Мне было очень трудно создать ясную картину социальной жизни пациента, его как будто интересовали лишь вождение спортивной машины, вечеринки и выпивка. Он уверял меня, что не принимает наркотики, но мне думалось, что это неправда. На внешнем уровне, казалось, он боится, что его не примут, но глубже за этим фасадом на протяжении всего исследования чувствовались высокомерие и самоутверждение.
Из-за того, что полную информацию от пациента и его семьи получить было трудно, я, кроме своего клинического исследования, воспользовался также наблюдениями психиатрического социального работника, который знал всю семейную структуру.

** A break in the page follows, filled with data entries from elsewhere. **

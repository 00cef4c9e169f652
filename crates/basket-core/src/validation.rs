//! # Validation Module
//!
//! Checks applied to catalog records before they are served to the cart.
//!
//! Cart mutations themselves are total and never validated: quantities are
//! normalized by the reducer instead (see [`crate::cart`]).
//!
//! ## Usage
//! ```rust
//! use basket_core::validation::{validate_product_id, validate_price_cents};
//!
//! validate_product_id("apple-1").unwrap();
//! assert!(validate_price_cents(-100).is_err());
//! ```

use crate::error::ValidationError;
use crate::types::CatalogProduct;

/// Result type for validation operations.
pub type ValidationResult<T> = Result<T, ValidationError>;

const MAX_PRODUCT_ID_LEN: usize = 64;
const MAX_PRODUCT_NAME_LEN: usize = 200;

/// Validates a product identifier.
///
/// ## Rules
/// - Must not be empty or whitespace
/// - At most 64 characters
pub fn validate_product_id(id: &str) -> ValidationResult<()> {
    if id.trim().is_empty() {
        return Err(ValidationError::Required {
            field: "product id".to_string(),
        });
    }

    if id.len() > MAX_PRODUCT_ID_LEN {
        return Err(ValidationError::TooLong {
            field: "product id".to_string(),
            max: MAX_PRODUCT_ID_LEN,
        });
    }

    Ok(())
}

/// Validates a product name.
pub fn validate_product_name(name: &str) -> ValidationResult<()> {
    let name = name.trim();

    if name.is_empty() {
        return Err(ValidationError::Required {
            field: "name".to_string(),
        });
    }

    if name.len() > MAX_PRODUCT_NAME_LEN {
        return Err(ValidationError::TooLong {
            field: "name".to_string(),
            max: MAX_PRODUCT_NAME_LEN,
        });
    }

    Ok(())
}

/// Validates a price in cents.
///
/// ## Rules
/// - Must be non-negative (>= 0)
/// - Zero is allowed (free items)
pub fn validate_price_cents(cents: i64) -> ValidationResult<()> {
    if cents < 0 {
        return Err(ValidationError::OutOfRange {
            field: "price".to_string(),
            min: 0,
            max: i64::MAX,
        });
    }

    Ok(())
}

/// Validates a whole catalog record.
pub fn validate_catalog_product(product: &CatalogProduct) -> ValidationResult<()> {
    validate_product_id(&product.id)?;
    validate_product_name(&product.name)?;
    validate_price_cents(product.price_cents)
}

// =============================================================================
// Unit Tests
// =============================================================================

Опытный психолог провел тестирование. Оно выявило тяжелую патологию характера без малейших признаков психотического функционирования. Социальный работник полагал, что хронический супружеский конфликт между родителями отыгрывался вовне в их спорах вокруг пациента. Отец многого требовал от сына и в то же время со странной снисходительностью относился к его антисоциальному поведению. Социальный работник предполагал, что в их доме (как, возможно, и в других сферах жизни пациента) происходило больше краж и сцен шантажа, чем казалось на первый взгляд. Мать вроде бы нарциссично замкнулась в себе от своего сына и углубилась в свои личные интересы, но в то же время начала понимать всю серьезность ситуации и чувствовала бессильную злобу по поводу происходящего.
Мой окончательный диагноз был: нарциссическая личность с антисоциальными тенденциями. Меня беспокоило и казалось неблагоприятным фактором прогноза то, что семья принимает патологию мистера F. Из-за антисоциальных тенденций в данном случае я предполагал, что внешние социальные структуры и обратная связь являются неотъемлемой частью общего плана терапии.
Окончательная рекомендация была такова: семейная терапия для всей семьи и интенсивная психотерапия для F. с другим терапевтом. Я также рекомендовал, чтобы при начале терапии пациент переехал в какую-то школу с общежитием или еще куда-либо из своего дома.
Семья так и не согласилась на это. Пациент уехал в длительное путешествие в другой штат, отец поддержал это его желание и дал ему денег, не беспокоясь о каких-либо планах относительно работы или учебы сына. Отец консультировался еще с несколькими психиатрами, пока не достиг более “оптимистического” взгляда на проблемы сына. Он считал, что дает ему возможность “перерасти все это” и что не надо давить на сына, если он не хочет продолжать терапию.